CREATE INDEX IF NOT EXISTS idx_chain_steps_run_status   ON chain_steps(chain_run_id, status);
CREATE INDEX IF NOT EXISTS idx_chain_steps_run_index    ON chain_steps(chain_run_id, step_index);
CREATE INDEX IF NOT EXISTS idx_chain_steps_lease        ON chain_steps(lease_until)
  WHERE status = 'running';
CREATE INDEX IF NOT EXISTS idx_chain_steps_phantom_scan ON chain_steps(status, output_path)
  WHERE status = 'done' AND output_path IS NOT NULL;

CREATE TABLE IF NOT EXISTS chain_runs_archive (
  chain_run_id   TEXT    PRIMARY KEY,
  chain_name     TEXT    NOT NULL,
  -- (matches chain_runs schema + archived_at)
  archived_at    TEXT    NOT NULL DEFAULT (datetime('now'))
);

COMMIT;

Full DDL with all archive columns: see section-1 §7 (lines 651-728).

Atomic Checkpoint Protocol

SQLite WAL handles DB row atomicity natively.

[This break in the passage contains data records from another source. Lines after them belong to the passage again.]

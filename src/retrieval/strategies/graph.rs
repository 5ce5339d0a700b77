use std::collections::{HashSet, VecDeque};
use std::sync::Arc;

use crate::cancel::CancelToken;
use crate::memory::Memory;
use crate::retrieval::{sort_hits, HitDetail, SearchHit, SearchParams, Strategy, StrategyKind};
use crate::storage::GraphStore;
use crate::{RecallError, RecallResult};

/// BFS over the `relationships` stored in each memory's metadata, starting
/// at a root memory. score = 1 / (depth + 1); the root itself is depth 0.
///
/// This walks memory-to-memory links only; knowledge edges are the
/// expander's business.
pub struct MemoryGraphStrategy {
    store: Arc<dyn GraphStore>,
    max_depth: usize,
}

struct Visit {
    memory: Memory,
    depth: usize,
    via: Option<String>,
    relation: Option<String>,
}

impl MemoryGraphStrategy {
    pub fn new(store: Arc<dyn GraphStore>, max_depth: usize) -> Self {
        Self { store, max_depth }
    }
}

impl Strategy for MemoryGraphStrategy {
    fn kind(&self) -> StrategyKind {
        StrategyKind::Graph
    }

    fn search(&self, params: &SearchParams, cancel: &CancelToken) -> RecallResult<Vec<SearchHit>> {
        let root_id = params.root_memory_id.as_deref().ok_or_else(|| {
            RecallError::InvalidInput("Graph search needs a root memory id".into())
        })?;
        let root = self
            .store
            .memory_by_id(&params.user_id, root_id, cancel)?
            .ok_or_else(|| RecallError::MemoryNotFound(root_id.to_string()))?;

        let mut seen: HashSet<String> = HashSet::from([root.id.clone()]);
        let mut queue = VecDeque::from([Visit {
            memory: root,
            depth: 0,
            via: None,
            relation: None,
        }]);
        let mut hits = Vec::new();

        while let Some(visit) = queue.pop_front() {
            if visit.depth < self.max_depth {
                for rel in &visit.memory.metadata.relationships {
                    if !seen.insert(rel.memory_id.clone()) {
                        continue;
                    }
                    match self.store.memory_by_id(&params.user_id, &rel.memory_id, cancel)? {
                        Some(next) => queue.push_back(Visit {
                            memory: next,
                            depth: visit.depth + 1,
                            via: Some(visit.memory.id.clone()),
                            relation: rel.relation.clone(),
                        }),
                        None => {
                            tracing::debug!(from = %visit.memory.id, to = %rel.memory_id, "Dangling memory relationship");
                        }
                    }
                }
            }

            if params
                .memory_type
                .map_or(true, |t| t == visit.memory.memory_type)
            {
                let score = 1.0 / (visit.depth as f64 + 1.0);
                hits.push(SearchHit::new(
                    visit.memory,
                    score,
                    HitDetail::MemoryGraph {
                        depth: visit.depth,
                        via: visit.via,
                        relation: visit.relation,
                    },
                ));
            }
        }

        sort_hits(&mut hits);
        hits.truncate(params.limit);
        tracing::debug!(user = %params.user_id, root = %root_id, hits = hits.len(), "Memory graph search done");
        Ok(hits)
    }
}
use thiserror::Error;

#[derive(Error, Debug)]
pub enum RecallError {
    /// Business-logic storage errors (bad row, lock poisoned, etc.)
    #[error("Storage error: {0}")]
    Storage(String),

    #[error("Memory not found: {0}")]
    MemoryNotFound(String),

    #[error("Invalid input: {0}")]
    InvalidInput(String),

    /// Weighted fusion weights must sum to 1.0 (+/- tolerance).
    #[error("Invalid strategy weights: sum is {sum:.4}, expected 1.0")]
    InvalidWeights { sum: f64 },

    #[error("Invalid time expression: '{0}' (expected '<integer> <hour|day|week|month>[s]')")]
    InvalidTimeExpression(String),

    #[error("Embedding error: {0}")]
    Embedding(String),

    #[error("Classifier error: {0}")]
    Classifier(String),

    #[error("Provider error: {0}")]
    Provider(String),

    #[error("Operation cancelled")]
    Cancelled,

    #[error("Deadline exceeded")]
    DeadlineExceeded,

    #[error("Serialization error: {0}")]
    Serialization(#[from] serde_json::Error),

    #[error("IO error: {0}")]
    Io(#[from] std::io::Error),

    /// Raw database errors from rusqlite
    #[error("Database error: {0}")]
    Database(#[from] rusqlite::Error),

    /// Date parse errors from chrono
    #[error("Date parse error: {0}")]
    DateParse(#[from] chrono::ParseError),
}

impl RecallError {
    /// True for the two cancellation flavours.
    pub fn is_cancellation(&self) -> bool {
        matches!(self, Self::Cancelled | Self::DeadlineExceeded)
    }
}

pub type RecallResult<T> = Result<T, RecallError>;
use crate::constants::{SQLITE_BUSY_TIMEOUT_MS, WAL_AUTOCHECKPOINT};
use crate::{RecallError, RecallResult};
use rusqlite::Connection;

/// Open a SQLite connection with the standard pragmas.
pub fn open_connection(path: &std::path::Path) -> RecallResult<Connection> {
    // Create parent directories if needed
    if let Some(parent) = path.parent() {
        std::fs::create_dir_all(parent)?;
    }

    let conn = Connection::open(path)
        .map_err(|e| RecallError::Storage(format!("Failed to open {}: {}", path.display(), e)))?;

    tracing::debug!(path = %path.display(), "Database connection opened");

    configure(&conn)?;
    Ok(conn)
}

/// Private in-memory database (tests, dry runs).
pub fn open_in_memory() -> RecallResult<Connection> {
    let conn = Connection::open_in_memory()
        .map_err(|e| RecallError::Storage(format!("Failed to open in-memory db: {}", e)))?;
    conn.execute_batch("PRAGMA foreign_keys = ON; PRAGMA temp_store = MEMORY;")
        .map_err(|e| RecallError::Storage(format!("Failed to configure pragmas: {}", e)))?;
    Ok(conn)
}

/// Pragmas:
/// - journal_mode = WAL
/// - busy_timeout = SQLITE_BUSY_TIMEOUT_MS (constants.rs)
/// - synchronous = NORMAL
/// - foreign_keys = ON
/// - temp_store = MEMORY
fn configure(conn: &Connection) -> RecallResult<()> {
    conn.execute_batch(&format!(
        "PRAGMA journal_mode = WAL;
         PRAGMA busy_timeout = {};
         PRAGMA synchronous = NORMAL;
         PRAGMA cache_size = -2000;
         PRAGMA foreign_keys = ON;
         PRAGMA temp_store = MEMORY;
         PRAGMA wal_autocheckpoint = {};",
        SQLITE_BUSY_TIMEOUT_MS, WAL_AUTOCHECKPOINT,
    ))
    .map_err(|e| RecallError::Storage(format!("Failed to configure pragmas: {}", e)))?;
    Ok(())
}

#[cfg(test)]
mod tests {
    use super::*;

    fn tmp_db_path() -> (tempfile::TempDir, std::path::PathBuf) {
        let dir = tempfile::tempdir().unwrap();
        let path = dir.path().join("nested").join("recall.db");
        (dir, path)
    }

    #[test]
    fn test_open_connection_creates_parent_dirs() {
        let (_dir, path) = tmp_db_path();
        let conn = open_connection(&path);
        assert!(conn.is_ok(), "open_connection should not error");
        assert!(path.exists());
    }

    #[test]
    fn test_busy_timeout_set_correctly() {
        let (_dir, path) = tmp_db_path();
        let conn = open_connection(&path).unwrap();
        let timeout: u32 = conn
            .query_row("PRAGMA busy_timeout", [], |row| row.get(0))
            .unwrap();
        assert_eq!(timeout, SQLITE_BUSY_TIMEOUT_MS);
    }

    #[test]
    fn test_foreign_keys_on_in_memory() {
        let conn = open_in_memory().unwrap();
        let fk: i64 = conn.query_row("PRAGMA foreign_keys", [], |r| r.get(0)).unwrap();
        assert_eq!(fk, 1);
    }
}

Sidecar JSON evidence files (sub-agent outputs)

use .tmp + fsync + rename(2) (APFS atomic) + SHA-256 capture:

TMP_PATH="${OUTPUT_PATH}.tmp"
write_output_to "${TMP_PATH}"
python3 -c "import os,sys; fd=os.open(sys.argv[1],os.O_RDONLY); os.fsync(fd); os.close(fd)" "${TMP_PATH}"
SHA=$(shasum -a 256 "${TMP_PATH}" | awk '{print $1}')
mv -f "${TMP_PATH}" "${OUTPUT_PATH}"
sqlite3 "${MC_DB}" "UPDATE chain_steps SET output_path='${OUTPUT_PATH}', output_sha256='${SHA}'
                    WHERE chain_run_id='${CHAIN_RUN_ID}' AND step_name='${STEP_NAME}';"

Resume integrity: re-compute SHA on disk, compare to chain_steps.output_sha256. Mismatch → reset

to pending, rerun. Orphan .tmp cleanup: find ~/system/state/chains/ -name "*.tmp" -mmin +30

runs as part of phantom-link-detector.

Artifact path convention (NOT /tmp/ — cleared on reboot per CONSTRAINTS):

~/system/state/chains/<chain_name>/<chain_run_id>/step-<N>-<step_name>.json

JSONL Event Log

Path: ~/system/logs/chains/<chain_name>-<chain_run_id>.jsonl (per-run isolation,

petter-graff isolation argument; cross-run queries via find + jq).

Four event types:

STEP_START — written by chain-runner.sh BEFORE sub-agent dispatch
STEP_OUTPUT — written AFTER verifying output file + SHA-256 match
AGENT_COST — written AFTER reading runs table for sub-agent's cost (NOT from sub-agent narrative)
STEP_END — written AFTER STEP_OUTPUT verified + chain_steps.status updated

Critical ownership rule (section-1 §4): Sub-agents do NOT write to JSONL. They write only

to output_path. chain-runner.sh is the sole writer. "runtime not testimony" — code review

must reject any chain-runner that delegates JSONL writing to sub-agents.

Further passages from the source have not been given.